Results: For 135 participants [elvitegravir/cobicistat/emtricitabine/tenofovir alafenamide (E/C/F/TAF) plus darunavir (DRV), n = 89; baseline regimen, n = 46], most of whom were taking a median of 5 tablets/d, simplification to E/C/F/TAF plus DRV was noninferior to continuation of baseline regimens at week 24 (plasma HIV-1 RNA <50 copies per milliliter: 96.6% vs. 91.3%, difference 5.3%, 95.001% CI: -3.4% to 17.4%). E/C/F/TAF plus DRV met prespecified criteria for noninferiority and superiority at week 48 for the same outcome. E/C/F/TAF plus DRV was well tolerated and had an improved renal safety profile compared with baseline regimens, with statistically significant differences between groups in quantitative total proteinuria and markers of proximal tubular proteinuria. Compared with baseline regimens, participants who switched to E/C/F/TAF plus DRV reported higher mean treatment satisfaction scale total scores and fewer days with missed doses.
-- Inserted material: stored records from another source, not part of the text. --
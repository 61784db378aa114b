//! Configuration - JSON file, every field optional

use crate::error::LoadError;
use crate::model::{Operation, Tool};
use serde::{Deserialize, Serialize};
use std::path::{Path, PathBuf};

/// Starting values for a new session
#[derive(Debug, Clone, PartialEq, Serialize, Deserialize)]
#[serde(default)]
pub struct Defaults {
    pub teeth: u32,
    pub cut_width: f64,
    pub depth_of_cut: f64,
    pub chipload: f64,
    pub feed_factor: f64,
    pub wear_factor: f64,
    pub efficiency: f64,
}

impl Default for Defaults {
    fn default() -> Self {
        let op = Operation::default();
        Self {
            teeth: Tool::default().teeth,
            cut_width: op.cut_width,
            depth_of_cut: op.depth_of_cut,
            chipload: op.chipload,
            feed_factor: op.feed_factor,
            wear_factor: op.wear_factor,
            efficiency: op.efficiency,
        }
    }
}

impl Defaults {
    pub fn tool(&self) -> Tool {
        Tool {
            teeth: self.teeth.max(1),
            ..Tool::default()
        }
    }

    pub fn operation(&self) -> Operation {
        Operation {
            cut_width: self.cut_width,
            depth_of_cut: self.depth_of_cut,
            chipload: self.chipload,
            feed_factor: self.feed_factor,
            wear_factor: self.wear_factor,
            efficiency: self.efficiency,
            ..Operation::default()
        }
    }
}

#[derive(Debug, Clone, PartialEq, Serialize, Deserialize)]
#[serde(default)]
pub struct Config {
    pub reference_table: PathBuf,
    pub power_constants: Option<PathBuf>,
    pub defaults: Defaults,
    /// Setting the cutter diameter also sets the depth of cut to it
    pub doc_follows_diameter: bool,
}

impl Default for Config {
    fn default() -> Self {
        Self {
            reference_table: PathBuf::from("data/feed_speed_reference.csv"),
            power_constants: Some(PathBuf::from("data/power_constants.yaml")),
            defaults: Defaults::default(),
            doc_follows_diameter: false,
        }
    }
}

impl Config {
    pub fn from_json(json: &str) -> Result<Self, LoadError> {
        Ok(serde_json::from_str(json)?)
    }

    pub fn from_file(path: impl AsRef<Path>) -> Result<Self, LoadError> {
        let path = path.as_ref();
        let content = std::fs::read_to_string(path).map_err(|source| LoadError::Io {
            path: path.display().to_string(),
            source,
        })?;
        Self::from_json(&content)
    }
}

#[cfg(test)]
mod tests {
    use super::*;
    use pretty_assertions::assert_eq;

    #[test]
    fn test_empty_config_uses_defaults() {
        let config = Config::from_json("{}").unwrap();
        assert_eq!(config, Config::default());
        assert_eq!(config.defaults.teeth, 1);
    }

    #[test]
    fn test_partial_config() {
        let config = Config::from_json(
            r#"{
                "reference_table": "tables/wood.csv",
                "power_constants": null,
                "defaults": { "teeth": 2, "efficiency": 0.8 },
                "doc_follows_diameter": true
            }"#,
        )
        .unwrap();

        assert_eq!(config.reference_table, PathBuf::from("tables/wood.csv"));
        assert_eq!(config.power_constants, None);
        assert!(config.doc_follows_diameter);
        assert_eq!(config.defaults.teeth, 2);
        assert_eq!(config.defaults.efficiency, 0.8);
        assert_eq!(config.defaults.cut_width, 2.0);

        let op = config.defaults.operation();
        assert_eq!(op.efficiency, 0.8);
        assert_eq!(config.defaults.tool().teeth, 2);
    }

    #[test]
    fn test_malformed_config() {
        assert!(matches!(
            Config::from_json("{ \"defaults\": 3 }"),
            Err(LoadError::Json(_))
        ));
    }
}
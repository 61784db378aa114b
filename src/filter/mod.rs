//! Filter pipeline - narrows the reference table to the rows bracketing a setup
//!
//! Stages run in a fixed order. Equality stages keep rows matching a criterion and
//! pass everything through when the criterion is unset. Bracket stages keep rows
//! whose depth of cut (or cutter diameter) is one of the two table values nearest
//! the request.
//!
//! A stage that fails leaves the rows exactly as the previous stage produced them.
//! The failure is recorded in the outcome and the remaining stages still run.

use crate::bracket::Bracket;
use crate::error::InvalidArgument;
use crate::reference::{distinct_numbers, Column, ReferenceRow, ReferenceTable};
use tracing::{debug, warn};

/// What the user has selected so far
#[derive(Debug, Clone, PartialEq)]
pub struct FilterCriteria {
    pub family: Option<String>,
    pub species: Option<String>,
    pub tool_material: Option<String>,
    pub operation: Option<String>,
    pub depth_of_cut: f64,
    pub cutter_diameter: Option<f64>,
}

impl Default for FilterCriteria {
    fn default() -> Self {
        Self {
            family: None,
            species: None,
            tool_material: None,
            operation: None,
            depth_of_cut: 0.25,
            cutter_diameter: None,
        }
    }
}

/// Named pipeline stage
#[derive(Debug, Clone, Copy, PartialEq, Eq, Hash)]
pub enum Stage {
    Family,
    Species,
    ToolMaterial,
    Operation,
    DepthOfCut,
    CutterDiameter,
}

impl Stage {
    pub const ALL: [Stage; 6] = [
        Stage::Family,
        Stage::Species,
        Stage::ToolMaterial,
        Stage::Operation,
        Stage::DepthOfCut,
        Stage::CutterDiameter,
    ];

    pub fn name(self) -> &'static str {
        match self {
            Stage::Family => "material family",
            Stage::Species => "material species",
            Stage::ToolMaterial => "tool material",
            Stage::Operation => "operation",
            Stage::DepthOfCut => "depth of cut",
            Stage::CutterDiameter => "cutter diameter",
        }
    }

    /// Run this stage over `rows`
    pub fn apply<'t>(
        self,
        rows: Vec<&'t ReferenceRow>,
        criteria: &FilterCriteria,
    ) -> Result<Vec<&'t ReferenceRow>, InvalidArgument> {
        match self {
            // The family is mandatory: with none selected nothing matches
            Stage::Family => Ok(match &criteria.family {
                Some(family) => keep_equal(rows, Column::MaterialFamily, family),
                None => Vec::new(),
            }),
            Stage::Species => Ok(keep_if_set(rows, Column::MaterialSpecies, &criteria.species)),
            Stage::ToolMaterial => Ok(keep_if_set(
                rows,
                Column::ToolMaterial,
                &criteria.tool_material,
            )),
            Stage::Operation => Ok(keep_if_set(rows, Column::Operation, &criteria.operation)),
            Stage::DepthOfCut => keep_bracketed(rows, Column::DepthOfCut, criteria.depth_of_cut),
            Stage::CutterDiameter => {
                let diameter = criteria
                    .cutter_diameter
                    .ok_or(InvalidArgument::DiameterUndefined)?;
                keep_bracketed(rows, Column::CutterDiameter, diameter)
            }
        }
    }
}

impl std::fmt::Display for Stage {
    fn fmt(&self, f: &mut std::fmt::Formatter<'_>) -> std::fmt::Result {
        write!(f, "{}", self.name())
    }
}

fn keep_equal<'t>(rows: Vec<&'t ReferenceRow>, column: Column, wanted: &str) -> Vec<&'t ReferenceRow> {
    rows.into_iter()
        .filter(|row| row.text(column) == Some(wanted))
        .collect()
}

fn keep_if_set<'t>(
    rows: Vec<&'t ReferenceRow>,
    column: Column,
    wanted: &Option<String>,
) -> Vec<&'t ReferenceRow> {
    match wanted {
        Some(value) => keep_equal(rows, column, value),
        None => rows,
    }
}

fn keep_bracketed<'t>(
    rows: Vec<&'t ReferenceRow>,
    column: Column,
    target: f64,
) -> Result<Vec<&'t ReferenceRow>, InvalidArgument> {
    let values = distinct_numbers(rows.iter().copied(), column);
    let bracket = Bracket::around(&values, target)?;
    debug!(%column, target, low = bracket.low, high = bracket.high, "bracket");

    Ok(rows
        .into_iter()
        .filter(|row| row.number(column).is_some_and(|v| bracket.contains(v)))
        .collect())
}

/// A stage that failed and was skipped
#[derive(Debug, Clone, PartialEq)]
pub struct StageFailure {
    pub stage: Stage,
    pub error: InvalidArgument,
}

/// Rows surviving the pipeline, plus any stages that had to be skipped
#[derive(Debug, Clone, PartialEq)]
pub struct FilterOutcome<'t> {
    pub rows: Vec<&'t ReferenceRow>,
    pub failures: Vec<StageFailure>,
}

impl<'t> FilterOutcome<'t> {
    pub fn is_complete(&self) -> bool {
        self.failures.is_empty()
    }
}

/// Ordered sequence of stages
#[derive(Debug, Clone, PartialEq)]
pub struct FilterPipeline {
    stages: Vec<Stage>,
}

impl Default for FilterPipeline {
    fn default() -> Self {
        Self::new()
    }
}

impl FilterPipeline {
    /// The full pipeline, all six stages in order
    pub fn new() -> Self {
        Self {
            stages: Stage::ALL.to_vec(),
        }
    }

    pub fn with_stages(stages: Vec<Stage>) -> Self {
        Self { stages }
    }

    /// Stages from the start up to and including `last`
    pub fn through(last: Stage) -> Self {
        let end = Stage::ALL
            .iter()
            .position(|s| *s == last)
            .map_or(Stage::ALL.len(), |i| i + 1);
        Self {
            stages: Stage::ALL[..end].to_vec(),
        }
    }

    pub fn stages(&self) -> &[Stage] {
        &self.stages
    }

    pub fn run<'t>(&self, table: &'t ReferenceTable, criteria: &FilterCriteria) -> FilterOutcome<'t> {
        let mut rows: Vec<&'t ReferenceRow> = table.rows().iter().collect();
        let mut failures = Vec::new();

        for &stage in &self.stages {
            let before = rows.len();
            match stage.apply(rows.clone(), criteria) {
                Ok(kept) => {
                    debug!(%stage, before, after = kept.len(), "filter stage");
                    rows = kept;
                }
                Err(error) => {
                    warn!(%stage, %error, rows = before, "filter stage skipped");
                    failures.push(StageFailure { stage, error });
                }
            }
        }

        debug!(results = rows.len(), "filter pipeline done");
        FilterOutcome { rows, failures }
    }
}

/// Run the full pipeline
pub fn filter<'t>(table: &'t ReferenceTable, criteria: &FilterCriteria) -> FilterOutcome<'t> {
    FilterPipeline::new().run(table, criteria)
}

#[cfg(test)]
mod tests {
    use super::*;
    use pretty_assertions::assert_eq;

    const TABLE: &str = "\
Material Family,material species,Tool Material,Operation,DOC,Cutter Diameter,Feed,Speed
Plywood,,HSS,End Milling,0.25,0.125,0.003,500
Plywood,,HSS,End Milling,0.25,0.25,0.005,600
Plywood,,HSS,End Milling,0.25,0.5,0.009,700
Plywood,,HSS,End Milling,0.5,0.25,0.004,500
Plywood,,HSS,End Milling,0.5,0.5,0.007,600
Plywood,Baltic Birch,Carbide,End Milling,0.25,0.25,0.006,900
Plywood,Baltic Birch,Carbide,End Milling,0.25,0.5,0.011,1000
Plywood,,HSS,Slotting,0.125,0.25,0.002,400
MDF,,HSS,End Milling,0.25,0.25,0.004,600
";

    fn table() -> ReferenceTable {
        ReferenceTable::from_reader(TABLE.as_bytes()).unwrap()
    }

    fn criteria() -> FilterCriteria {
        FilterCriteria {
            family: Some("Plywood".to_string()),
            species: None,
            tool_material: Some("HSS".to_string()),
            operation: Some("End Milling".to_string()),
            depth_of_cut: 0.25,
            cutter_diameter: Some(0.157),
        }
    }

    fn diameters(outcome: &FilterOutcome) -> Vec<f64> {
        outcome.rows.iter().filter_map(|r| r.cutter_diameter).collect()
    }

    #[test]
    fn test_full_pipeline_brackets_diameter() {
        let table = table();
        let outcome = filter(&table, &criteria());
        assert!(outcome.is_complete());
        assert_eq!(diameters(&outcome), vec![0.125, 0.25]);
        assert!(outcome.rows.iter().all(|r| r.depth_of_cut == Some(0.25)));
    }

    #[test]
    fn test_exact_diameter_keeps_one_row() {
        let table = table();
        let mut c = criteria();
        c.cutter_diameter = Some(0.25);
        let outcome = filter(&table, &c);
        assert_eq!(outcome.rows.len(), 1);
        assert_eq!(outcome.rows[0].feed, 0.005);
    }

    #[test]
    fn test_unknown_family_matches_nothing() {
        let table = table();
        let mut c = criteria();
        c.family = Some("Granite".to_string());
        let outcome = filter(&table, &c);
        assert!(outcome.rows.is_empty());
        // Bracket stages have nothing to bracket and are skipped
        let stages: Vec<_> = outcome.failures.iter().map(|f| f.stage).collect();
        assert_eq!(stages, vec![Stage::DepthOfCut, Stage::CutterDiameter]);
    }

    #[test]
    fn test_unset_family_matches_nothing() {
        let table = table();
        let mut c = criteria();
        c.family = None;
        assert!(filter(&table, &c).rows.is_empty());
    }

    #[test]
    fn test_unset_criterion_is_identity() {
        let table = table();
        let mut c = criteria();
        c.species = None;
        c.tool_material = None;
        c.operation = None;

        let full = filter(&table, &c);
        let without = FilterPipeline::with_stages(vec![
            Stage::Family,
            Stage::DepthOfCut,
            Stage::CutterDiameter,
        ])
        .run(&table, &c);
        assert_eq!(full.rows, without.rows);

        for stage in [Stage::Species, Stage::ToolMaterial, Stage::Operation] {
            let rows: Vec<_> = table.rows().iter().collect();
            assert_eq!(stage.apply(rows.clone(), &c).unwrap(), rows);
        }
    }

    #[test]
    fn test_species_filter() {
        let table = table();
        let mut c = criteria();
        c.species = Some("Baltic Birch".to_string());
        c.tool_material = None;
        c.cutter_diameter = Some(0.3);
        let outcome = filter(&table, &c);
        assert_eq!(diameters(&outcome), vec![0.25, 0.5]);
        assert!(outcome.rows.iter().all(|r| r.tool_material == "Carbide"));
    }

    #[test]
    fn test_depth_bracket() {
        let table = table();
        let mut c = criteria();
        c.depth_of_cut = 0.3;
        c.cutter_diameter = Some(0.5);
        let outcome = filter(&table, &c);
        // Depths 0.25 and 0.5 both carry a 0.5" row
        assert_eq!(outcome.rows.len(), 2);
        assert_eq!(diameters(&outcome), vec![0.5, 0.5]);
    }

    #[test]
    fn test_undefined_diameter_keeps_depth_rows() {
        let table = table();
        let mut c = criteria();
        c.cutter_diameter = None;
        let outcome = filter(&table, &c);
        assert_eq!(
            outcome.failures,
            vec![StageFailure {
                stage: Stage::CutterDiameter,
                error: InvalidArgument::DiameterUndefined,
            }]
        );
        // Rows left as the depth stage produced them
        assert_eq!(diameters(&outcome), vec![0.125, 0.25, 0.5]);
    }

    #[test]
    fn test_partial_pipelines() {
        assert_eq!(
            FilterPipeline::through(Stage::Species).stages(),
            &[Stage::Family, Stage::Species]
        );
        let table = table();
        let outcome = FilterPipeline::through(Stage::Family).run(&table, &criteria());
        assert_eq!(outcome.rows.len(), 8);
    }
}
Conclusions: This study demonstrated that regimen simplification from a 5-tablet regimen to the 2-tablet, once-daily combination of E/C/F/TAF plus DRV has durable maintenance of virologic suppression and improvements in specific markers of renal safety. Such a strategy may lead to greater adherence and improved quality of life.
INTRODUCTION
Morbidity and mortality in HIV infection have dramatically improved after the introduction of antiretroviral therapy (ART),1-3 even among patients with extensive treatment experience and multiclass drug resistance.4 With the approval of new drugs, particularly the integrase strand transfer inhibitors (INSTIs) and more potent protease inhibitors (PIs) [ie, darunavir (DRV)], construction of fully suppressive "salvage" regimens, containing at least 2 effective drugs from different classes, was possible.5 Despite these advances, "salvage" regimens are often complicated regimens with high pill burden, high dosing frequency, and/or dietary restrictions, factors resulting in higher cost, more side effects, poorer quality of life, and greater risk for nonadherence that may lead to virologic failure and accumulation of additional drug resistance.4,6 Current treatment guidelines recommend regimen simplification to maintain viral suppression if future treatment options are not compromised,7,8 but simplification is challenging in treatment-experienced patients with a history of drug resistance. Newer combination tablets enable simplification of these regimens; however, concerns of potential drug interactions in the absence of pharmacokinetic (PK) and pharmacodynamic data have limited their use.9
The single-tablet coformulation of elvitegravir/cobicistat/emtricitabine/tenofovir alafenamide (E/C/F/TAF) has demonstrated high efficacy and improved renal and bone safety compared with tenofovir disoproxil fumarate (TDF)-containing regimens in phase 3 clinical trials of HIV-infected participants.10-12 E/C/F/TAF has been approved by the United States (US) Food and Drug Administration (FDA), European Medicines Agency, and other health authorities for treatment of naïve and stably suppressed patients age 12 and older and is one of the recommended initial regimens in guidelines in the USA and in Europe.13-17 DRV is a recommended protease inhibitor with a high genetic barrier to resistance, well-established safety profile at a once-daily dose in treatment-experienced patients without DRV-associated resistance mutations, and can be boosted by either ritonavir or cobicistat.18,19 The 2-tablet, once-daily combination of E/C/F/TAF plus DRV may be an effective treatment option in select treatment-experienced patients with multiclass resistance. The goal of our phase 3, open-label, randomized trial (GS-US-292-0119) was to evaluate the efficacy, safety, and PK parameters of switching virologically suppressed participants with a history of treatment failure to a 2-tablet, once-daily antiretroviral regimen combining E/C/F/TAF plus DRV. We report results though week 48.